BEGIN Supplied records

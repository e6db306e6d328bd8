//! Subscriber setup: env filter plus a pretty or JSON fmt layer.

use tracing_subscriber::{layer::SubscriberExt, util::SubscriberInitExt, EnvFilter};

use crate::{TelemetryConfig, TelemetryError};

pub(crate) fn init_logging(config: &TelemetryConfig) -> Result<(), TelemetryError> {
    let env_filter = EnvFilter::try_new(&config.log_level)
        .or_else(|_| EnvFilter::try_from_default_env())
        .map_err(|e| TelemetryError::LoggingInit(e.to_string()))?;

    let registry = tracing_subscriber::registry().with(env_filter);

    if !config.console_output {
        return registry
            .try_init()
            .map_err(|e| TelemetryError::LoggingInit(e.to_string()));
    }

    if config.json_logs {
        // JSON output for containers/production
        let json_layer = tracing_subscriber::fmt::layer()
            .json()
            .with_target(true)
            .with_thread_ids(true)
            .with_file(true)
            .with_line_number(true);
        registry
            .with(json_layer)
            .try_init()
            .map_err(|e| TelemetryError::LoggingInit(e.to_string()))
    } else {
        // Pretty output for development
        let fmt_layer = tracing_subscriber::fmt::layer()
            .with_target(true)
            .with_thread_ids(false)
            .with_file(false)
            .with_line_number(false)
            .with_ansi(true);
        registry
            .with(fmt_layer)
            .try_init()
            .map_err(|e| TelemetryError::LoggingInit(e.to_string()))
    }
}
//! Interaction edges and the values that key them.

use shared_types::{IdError, ItemId, UserId};
use std::fmt;

/// What an interaction edge targets.
#[derive(Debug, Clone, Copy, PartialEq, Eq, Hash)]
pub enum SubjectType {
    Item,
    User,
}

impl SubjectType {
    pub fn as_str(&self) -> &'static str {
        match self {
            Self::Item => "item",
            Self::User => "user",
        }
    }
}

/// Kind of interaction.
///
/// `Like`, `Save` and `Share` target items. `Follow` targets users.
#[derive(Debug, Clone, Copy, PartialEq, Eq, Hash)]
pub enum InteractionKind {
    Like,
    Save,
    Share,
    Follow,
}

impl InteractionKind {
    pub const ALL: [InteractionKind; 4] = [Self::Like, Self::Save, Self::Share, Self::Follow];

    pub fn as_str(&self) -> &'static str {
        match self {
            Self::Like => "like",
            Self::Save => "save",
            Self::Share => "share",
            Self::Follow => "follow",
        }
    }

    pub fn subject_type(&self) -> SubjectType {
        match self {
            Self::Like | Self::Save | Self::Share => SubjectType::Item,
            Self::Follow => SubjectType::User,
        }
    }
}

impl fmt::Display for InteractionKind {
    fn fmt(&self, f: &mut fmt::Formatter<'_>) -> fmt::Result {
        f.write_str(self.as_str())
    }
}

/// The item or user an interaction targets.
#[derive(Debug, Clone, PartialEq, Eq, Hash)]
pub enum Subject {
    Item(ItemId),
    User(UserId),
}

impl Subject {
    /// Parses a raw subject id as the subject type `kind` targets.
    pub fn parse(kind: InteractionKind, raw: &str) -> Result<Self, IdError> {
        match kind.subject_type() {
            SubjectType::Item => ItemId::parse(raw).map(Self::Item),
            SubjectType::User => UserId::parse(raw).map(Self::User),
        }
    }

    pub fn subject_type(&self) -> SubjectType {
        match self {
            Self::Item(_) => SubjectType::Item,
            Self::User(_) => SubjectType::User,
        }
    }

    pub fn id(&self) -> &str {
        match self {
            Self::Item(id) => id.as_str(),
            Self::User(id) => id.as_str(),
        }
    }
}

/// One interaction edge. Its fields are also its unique key.
#[derive(Debug, Clone, PartialEq, Eq, Hash)]
pub struct InteractionEdge {
    pub kind: InteractionKind,
    pub subject: Subject,
    pub actor: UserId,
}

impl InteractionEdge {
    pub fn new(kind: InteractionKind, subject: Subject, actor: UserId) -> Self {
        Self {
            kind,
            subject,
            actor,
        }
    }

    /// Whether this edge would make the actor follow themselves.
    pub fn is_self_follow(&self) -> bool {
        matches!(&self.subject, Subject::User(target) if self.kind == InteractionKind::Follow && target == &self.actor)
    }
}

/// Result of a toggle.
#[derive(Debug, Clone, Copy, PartialEq, Eq)]
pub enum ToggleAction {
    Added,
    Removed,
}

impl ToggleAction {
    /// Past-tense label for `kind`, as returned to clients (`liked`, `unsaved`, ...).
    pub fn label(&self, kind: InteractionKind) -> &'static str {
        match (kind, self) {
            (InteractionKind::Like, Self::Added) => "liked",
            (InteractionKind::Like, Self::Removed) => "unliked",
            (InteractionKind::Save, Self::Added) => "saved",
            (InteractionKind::Save, Self::Removed) => "unsaved",
            (InteractionKind::Share, Self::Added) => "shared",
            (InteractionKind::Share, Self::Removed) => "unshared",
            (InteractionKind::Follow, Self::Added) => "followed",
            (InteractionKind::Follow, Self::Removed) => "unfollowed",
        }
    }

    pub fn as_str(&self) -> &'static str {
        match self {
            Self::Added => "added",
            Self::Removed => "removed",
        }
    }
}
//! # Service Container
//!
//! Opens the configured store, seeds items and wires the three engines
//! into the gateway's [`AppState`].

use std::sync::Arc;

use anyhow::{Context, Result};
use dc_01_interactions::{InteractionService, InteractionStore};
use dc_02_reports::{ReportService, ReportStore};
use dc_03_points::{ItemCatalog, PointsLedger, PointsService};
use dc_04_store::{load_seed_items, seed_items, InMemoryStore, ItemRegistry};
use dc_05_api_gateway::AppState;
use tracing::info;

use super::config::{NodeConfig, StoreBackend};

/// Periodic housekeeping an engine wants run in the background.
pub trait Maintenance: Send + Sync {
    fn run_maintenance(&self);
}

impl<S: ReportStore + 'static> Maintenance for ReportService<S> {
    fn run_maintenance(&self) {
        self.cleanup();
    }
}

/// Every port the engines need, implemented by one store.
pub trait NodeStore:
    InteractionStore + ReportStore + ItemCatalog + PointsLedger + ItemRegistry + 'static
{
}

impl<T> NodeStore for T where
    T: InteractionStore + ReportStore + ItemCatalog + PointsLedger + ItemRegistry + 'static
{
}

/// Engines and their shared store, ready to serve.
pub struct ServiceContainer {
    /// Handler state for the gateway.
    pub state: AppState,
    /// Backend the engines run on.
    pub backend: StoreBackend,
    /// Items loaded from the seed file.
    pub seeded_items: usize,
    maintenance: Arc<dyn Maintenance>,
}

impl ServiceContainer {
    /// Opens the configured backend and wires the engines onto it.
    pub async fn build(config: &NodeConfig) -> Result<Self> {
        match config.store.backend {
            StoreBackend::Memory => {
                info!("Using in-memory store");
                let store = Arc::new(InMemoryStore::new(config.ledger.clone()));
                Self::assemble(store, config).await
            }
            StoreBackend::Rocksdb => Self::build_rocksdb(config).await,
        }
    }

    #[cfg(feature = "rocksdb")]
    async fn build_rocksdb(config: &NodeConfig) -> Result<Self> {
        use dc_04_store::{RocksDbConfig, RocksDbStore};

        let db_config = RocksDbConfig {
            path: config.store.data_dir.join("rocksdb"),
            sync_writes: config.store.sync_writes,
            ..RocksDbConfig::default()
        };
        info!(path = ?db_config.path, "Opening RocksDB store");
        let store = RocksDbStore::open(db_config, config.ledger.clone())
            .context("Failed to open RocksDB store")?;
        Self::assemble(Arc::new(store), config).await
    }

    #[cfg(not(feature = "rocksdb"))]
    async fn build_rocksdb(_config: &NodeConfig) -> Result<Self> {
        anyhow::bail!("rocksdb backend requested but node-runtime was built without --features rocksdb")
    }

    /// Wires the engines onto `store`.
    pub async fn assemble<S: NodeStore>(store: Arc<S>, config: &NodeConfig) -> Result<Self> {
        let seeded_items = match &config.store.seed_items {
            Some(path) => {
                let items = load_seed_items(path).context("Failed to load seed items")?;
                let count = seed_items(store.as_ref(), items)
                    .await
                    .context("Failed to seed items")?;
                info!(count, path = ?path, "Seeded items");
                count
            }
            None => 0,
        };

        let interactions = Arc::new(InteractionService::new(Arc::clone(&store)));
        let reports = Arc::new(ReportService::new(Arc::clone(&store), &config.reports));
        let points = Arc::new(PointsService::new(Arc::clone(&store), Arc::clone(&store)));

        Ok(Self {
            state: AppState::new(interactions, reports.clone(), points),
            backend: config.store.backend,
            seeded_items,
            maintenance: reports,
        })
    }

    /// Background housekeeping hook.
    pub fn maintenance(&self) -> Arc<dyn Maintenance> {
        Arc::clone(&self.maintenance)
    }
}

#[cfg(test)]
mod tests {
    use super::*;
    use shared_types::{Caller, UserId};

    #[tokio::test]
    async fn test_memory_container_seeds_items() {
        let dir = tempfile::tempdir().unwrap();
        let seed = dir.path().join("items.json");
        std::fs::write(
            &seed,
            serde_json::json!([
                {"id": "item-1", "ownerId": "alice", "status": "given"},
                {"id": "item-2", "ownerId": "bob", "status": "available"}
            ])
            .to_string(),
        )
        .unwrap();

        let mut config = NodeConfig::default();
        config.store.seed_items = Some(seed);
        let container = ServiceContainer::build(&config).await.unwrap();
        assert_eq!(container.seeded_items, 2);
        assert_eq!(container.backend, StoreBackend::Memory);

        let alice = Caller::Authenticated(UserId::parse("alice").unwrap());
        let outcome = container
            .state
            .points
            .award_for_item(&alice, "item-1")
            .await
            .unwrap();
        assert!(outcome.awarded());

        container.maintenance().run_maintenance();
    }

    #[tokio::test]
    async fn test_missing_seed_file_fails() {
        let mut config = NodeConfig::default();
        config.store.seed_items = Some("/nonexistent/items.json".into());
        assert!(ServiceContainer::build(&config).await.is_err());
    }
}
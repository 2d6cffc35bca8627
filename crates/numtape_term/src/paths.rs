//! Cross-platform application paths

use std::path::PathBuf;

use crate::error::TermError;

#[derive(Debug, Clone)]
pub struct AppPaths {
    config_dir: PathBuf,
}

impl AppPaths {
    pub fn new() -> Result<Self, TermError> {
        let base = dirs::config_dir().ok_or(TermError::NoConfigDir)?;
        Ok(Self::with_base(base))
    }

    pub fn with_base(base: PathBuf) -> Self {
        Self {
            config_dir: base.join("numtape"),
        }
    }

    pub fn config_file(&self) -> PathBuf {
        self.config_dir.join("config.json")
    }
}
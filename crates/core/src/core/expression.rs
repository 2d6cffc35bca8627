//! The `a + b = sum` readout and the learner's committed values.

use hashbrown::HashMap;

#[cfg(feature = "serde")]
use serde::Serialize;

use crate::error::{Result, TapeError};
use crate::problem::Field;

pub const DEFAULT_PATTERN: &str = "{a} + {b} = {sum}";
pub const DEFAULT_PLACEHOLDER: &str = "?";

/// Last value the learner committed per field. Only ever grows.
#[derive(Debug, Clone, Default, PartialEq, Eq)]
#[cfg_attr(feature = "serde", derive(Serialize))]
pub struct InputValues {
    values: HashMap<Field, i64>,
}

impl InputValues {
    pub fn new() -> Self {
        Self::default()
    }

    pub fn record(&mut self, field: Field, value: i64) {
        self.values.insert(field, value);
    }

    pub fn get(&self, field: Field) -> Option<i64> {
        self.values.get(&field).copied()
    }

    pub fn len(&self) -> usize {
        self.values.len()
    }

    pub fn is_empty(&self) -> bool {
        self.values.is_empty()
    }
}

impl FromIterator<(Field, i64)> for InputValues {
    fn from_iter<I: IntoIterator<Item = (Field, i64)>>(iter: I) -> Self {
        Self {
            values: iter.into_iter().collect(),
        }
    }
}

/// Parse the way a browser's `parseInt(s, 10)` does: leading whitespace, an
/// optional sign, then as many decimal digits as there are. Trailing junk is
/// ignored; no digits at all is `None`.
pub fn parse_int(raw: &str) -> Option<i64> {
    let s = raw.trim_start();
    let (negative, rest) = match s.as_bytes().first() {
        Some(b'-') => (true, &s[1..]),
        Some(b'+') => (false, &s[1..]),
        _ => (false, s),
    };
    let digits = rest.bytes().take_while(u8::is_ascii_digit).count();
    if digits == 0 {
        return None;
    }
    let magnitude: i64 = rest[..digits].parse().ok()?;
    Some(if negative { -magnitude } else { magnitude })
}

#[derive(Debug, Clone, PartialEq, Eq)]
enum Segment {
    Text(String),
    Slot(Field),
}

/// A pattern such as `"{a} + {b} = {sum}"`, split into literal text and
/// named slots once so rendering is plain concatenation.
#[derive(Debug, Clone, PartialEq, Eq)]
pub struct ExpressionTemplate {
    segments: Vec<Segment>,
    placeholder: String,
}

impl ExpressionTemplate {
    /// Slots are `{name}`; a `{` with no closing brace is kept as text.
    pub fn parse(pattern: &str, placeholder: &str) -> Result<Self> {
        let mut segments = Vec::new();
        let mut text = String::new();
        let mut rest = pattern;

        while let Some(open) = rest.find('{') {
            let Some(len) = rest[open + 1..].find('}') else {
                break;
            };
            text.push_str(&rest[..open]);
            let name = &rest[open + 1..open + 1 + len];
            let field =
                Field::from_slot(name).ok_or_else(|| TapeError::UnknownSlot(name.to_string()))?;
            if !text.is_empty() {
                segments.push(Segment::Text(std::mem::take(&mut text)));
            }
            segments.push(Segment::Slot(field));
            rest = &rest[open + len + 2..];
        }
        text.push_str(rest);
        if !text.is_empty() {
            segments.push(Segment::Text(text));
        }

        Ok(Self {
            segments,
            placeholder: placeholder.to_string(),
        })
    }

    pub fn render(&self, values: &InputValues) -> String {
        let mut out = String::new();
        for seg in &self.segments {
            match seg {
                Segment::Text(t) => out.push_str(t),
                Segment::Slot(field) => match values.get(*field) {
                    Some(v) => out.push_str(&v.to_string()),
                    None => out.push_str(&self.placeholder),
                },
            }
        }
        out
    }
}

impl Default for ExpressionTemplate {
    fn default() -> Self {
        let slot = Segment::Slot;
        let text = |t: &str| Segment::Text(t.to_string());
        Self {
            segments: vec![
                slot(Field::A),
                text(" + "),
                slot(Field::B),
                text(" = "),
                slot(Field::Sum),
            ],
            placeholder: DEFAULT_PLACEHOLDER.to_string(),
        }
    }
}

/// Render the stock `"{a} + {b} = {sum}"` readout.
pub fn render_expression(values: &InputValues) -> String {
    ExpressionTemplate::default().render(values)
}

END Supplied records

Instructions to follow - Gather each line in the data that holds the string "crates".

Task answer -
filename crates/numtape_term/src/paths.rs
filename crates/core/src/core/expression.rs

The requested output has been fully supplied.